• [PROMPT]: Nothing in the records may change. Print them all again.

• [EXTRACTED DATA]:
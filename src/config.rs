use std::net::SocketAddr;

use anyhow::Context;

#[derive(Clone, Debug)]
pub struct Config {
    pub addr: SocketAddr,
    pub database_url: String,
    pub db_max_connections: u32,
}

impl Config {
    pub fn from_env() -> anyhow::Result<Self> {
        dotenvy::dotenv().ok();

        let host = std::env::var("HOST").unwrap_or_else(|_| "0.0.0.0".to_string());
        let port: u16 =
            std::env::var("PORT").unwrap_or_else(|_| "3000".to_string()).parse().context("PORT")?;

        let database_url = std::env::var("DATABASE_URL")
            .unwrap_or_else(|_| "sqlite://reelshelf.db?mode=rwc".to_string());

        let db_max_connections: u32 = match std::env::var("DB_MAX_CONNECTIONS") {
            Ok(s) => s.parse().context("DB_MAX_CONNECTIONS")?,
            Err(_) => 5,
        };

        Ok(Self {
            addr: format!("{host}:{port}").parse().context("HOST/PORT")?,
            database_url,
            db_max_connections,
        })
    }

    pub fn in_memory() -> Self {
        Self {
            addr: SocketAddr::from(([127, 0, 0, 1], 0)),
            database_url: "sqlite::memory:".to_string(),
            db_max_connections: 1,
        }
    }

    pub fn is_in_memory(&self) -> bool {
        self.database_url.contains(":memory:") || self.database_url.contains("mode=memory")
    }
}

• [ANSWER]:
filename src/config.rs
use std::net::SocketAddr;

use anyhow::Context;

#[derive(Clone, Debug)]
pub struct Config {
    pub addr: SocketAddr,
    pub database_url: String,
    pub db_max_connections: u32,
}

impl Config {
    pub fn from_env() -> anyhow::Result<Self> {
        dotenvy::dotenv().ok();

        let host = std::env::var("HOST").unwrap_or_else(|_| "0.0.0.0".to_string());
        let port: u16 =
            std::env::var("PORT").unwrap_or_else(|_| "3000".to_string()).parse().context("PORT")?;

        let database_url = std::env::var("DATABASE_URL")
            .unwrap_or_else(|_| "sqlite://reelshelf.db?mode=rwc".to_string());

        let db_max_connections: u32 = match std::env::var("DB_MAX_CONNECTIONS") {
            Ok(s) => s.parse().context("DB_MAX_CONNECTIONS")?,
            Err(_) => 5,
        };

        Ok(Self {
            addr: format!("{host}:{port}").parse().context("HOST/PORT")?,
            database_url,
            db_max_connections,
        })
    }

    pub fn in_memory() -> Self {
        Self {
            addr: SocketAddr::from(([127, 0, 0, 1], 0)),
            database_url: "sqlite::memory:".to_string(),
            db_max_connections: 1,
        }
    }

    pub fn is_in_memory(&self) -> bool {
        self.database_url.contains(":memory:") || self.database_url.contains("mode=memory")
    }
}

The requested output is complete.